Problem description → Which of the lines below include the word "InferenceRequest"? Pull each one out.

[Stored dataset items]
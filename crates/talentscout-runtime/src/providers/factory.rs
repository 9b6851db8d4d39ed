//! Provider factories, so a config file can name its backend.
//!
//! ```ignore
//! let registry = ProviderRegistry::with_defaults();
//! let provider = registry.create("huggingface", &serde_json::json!({}))?;
//! ```

use std::collections::BTreeMap;
use std::sync::Arc;

use serde_json::Value as JsonValue;

use super::{InferenceProvider, ProviderError};

/// Builds one kind of inference provider from JSON settings.
pub trait ProviderFactory: Send + Sync {
    /// Name used in config, e.g. `"huggingface"`.
    fn provider_type(&self) -> &'static str;

    fn create(&self, settings: &JsonValue) -> Result<Arc<dyn InferenceProvider>, ProviderError>;

    /// Check settings without creating a provider.
    fn validate_config(&self, settings: &JsonValue) -> Result<(), ProviderError>;

    fn default_config(&self) -> JsonValue {
        serde_json::json!({})
    }
}

/// Provider factories by type name.
#[derive(Default)]
pub struct ProviderRegistry {
    factories: BTreeMap<&'static str, Arc<dyn ProviderFactory>>,
}

impl ProviderRegistry {
    pub fn new() -> Self {
        Self::default()
    }

    /// Registry with every built-in provider.
    pub fn with_defaults() -> Self {
        let mut registry = Self::new();
        registry.register(Arc::new(super::HuggingFaceProviderFactory));
        registry
    }

    /// Register a factory, replacing any with the same type name.
    pub fn register(&mut self, factory: Arc<dyn ProviderFactory>) {
        self.factories.insert(factory.provider_type(), factory);
    }

    fn factory(&self, provider_type: &str) -> Result<&Arc<dyn ProviderFactory>, ProviderError> {
        self.factories.get(provider_type).ok_or_else(|| {
            ProviderError::NotConfigured(format!(
                "Unknown provider type: '{}'. Available: {:?}",
                provider_type,
                self.available_types()
            ))
        })
    }

    pub fn create(
        &self,
        provider_type: &str,
        settings: &JsonValue,
    ) -> Result<Arc<dyn InferenceProvider>, ProviderError> {
        let factory = self.factory(provider_type)?;
        factory.validate_config(settings)?;
        factory.create(settings)
    }

    pub fn validate(&self, provider_type: &str, settings: &JsonValue) -> Result<(), ProviderError> {
        self.factory(provider_type)?.validate_config(settings)
    }

    pub fn available_types(&self) -> Vec<&str> {
        self.factories.keys().copied().collect()
    }

    pub fn has_provider(&self, provider_type: &str) -> bool {
        self.factories.contains_key(provider_type)
    }

    pub fn default_config(&self, provider_type: &str) -> Option<JsonValue> {
        self.factories.get(provider_type).map(|f| f.default_config())
    }
}

impl std::fmt::Debug for ProviderRegistry {
    fn fmt(&self, f: &mut std::fmt::Formatter<'_>) -> std::fmt::Result {
        f.debug_struct("ProviderRegistry")
            .field("providers", &self.available_types())
            .finish()
    }
}

#[cfg(test)]
mod tests {
    use super::*;
    use crate::providers::{InferenceConfig, InferenceRequest, InferenceResponse};
    use async_trait::async_trait;

    struct EchoProvider {
        name: String,
    }

    #[async_trait]
    impl InferenceProvider for EchoProvider {
        async fn infer(
            &self,
            request: InferenceRequest,
            _config: &InferenceConfig,
        ) -> Result<InferenceResponse, ProviderError> {
            Ok(InferenceResponse {
                text: request.inputs,
                model: request.model,
            })
        }

        async fn health_check(&self) -> bool {
            true
        }

        fn name(&self) -> &str {
            &self.name
        }
    }

    struct EchoFactory;

    impl ProviderFactory for EchoFactory {
        fn provider_type(&self) -> &'static str {
            "echo"
        }

        fn create(&self, settings: &JsonValue) -> Result<Arc<dyn InferenceProvider>, ProviderError> {
            let name = settings["name"].as_str().unwrap_or("echo").to_string();
            Ok(Arc::new(EchoProvider { name }))
        }

        fn validate_config(&self, settings: &JsonValue) -> Result<(), ProviderError> {
            if settings["name"].as_str() == Some("") {
                return Err(ProviderError::NotConfigured("empty name".to_string()));
            }
            Ok(())
        }
    }

    #[test]
    fn test_register_and_create() {
        let mut registry = ProviderRegistry::new();
        registry.register(Arc::new(EchoFactory));

        assert!(registry.has_provider("echo"));
        let provider = registry
            .create("echo", &serde_json::json!({"name": "test-echo"}))
            .unwrap();
        assert_eq!(provider.name(), "test-echo");
    }

    #[test]
    fn test_create_validates_first() {
        let mut registry = ProviderRegistry::new();
        registry.register(Arc::new(EchoFactory));

        let result = registry.create("echo", &serde_json::json!({"name": ""}));
        assert!(matches!(result, Err(ProviderError::NotConfigured(_))));
    }

    #[test]
    fn test_unknown_provider_lists_available() {
        let mut registry = ProviderRegistry::new();
        registry.register(Arc::new(EchoFactory));

        match registry.create("openai", &serde_json::json!({})) {
            Err(ProviderError::NotConfigured(msg)) => {
                assert!(msg.contains("Unknown provider type"));
                assert!(msg.contains("echo"));
            }
            _ => panic!("Expected NotConfigured error"),
        }
    }

    #[test]
    fn test_defaults_include_huggingface() {
        let registry = ProviderRegistry::with_defaults();
        assert_eq!(registry.available_types(), vec!["huggingface"]);
        assert!(registry.default_config("huggingface").is_some());
    }
}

Answer section →
    use crate::providers::{InferenceConfig, InferenceRequest, InferenceResponse};
            request: InferenceRequest,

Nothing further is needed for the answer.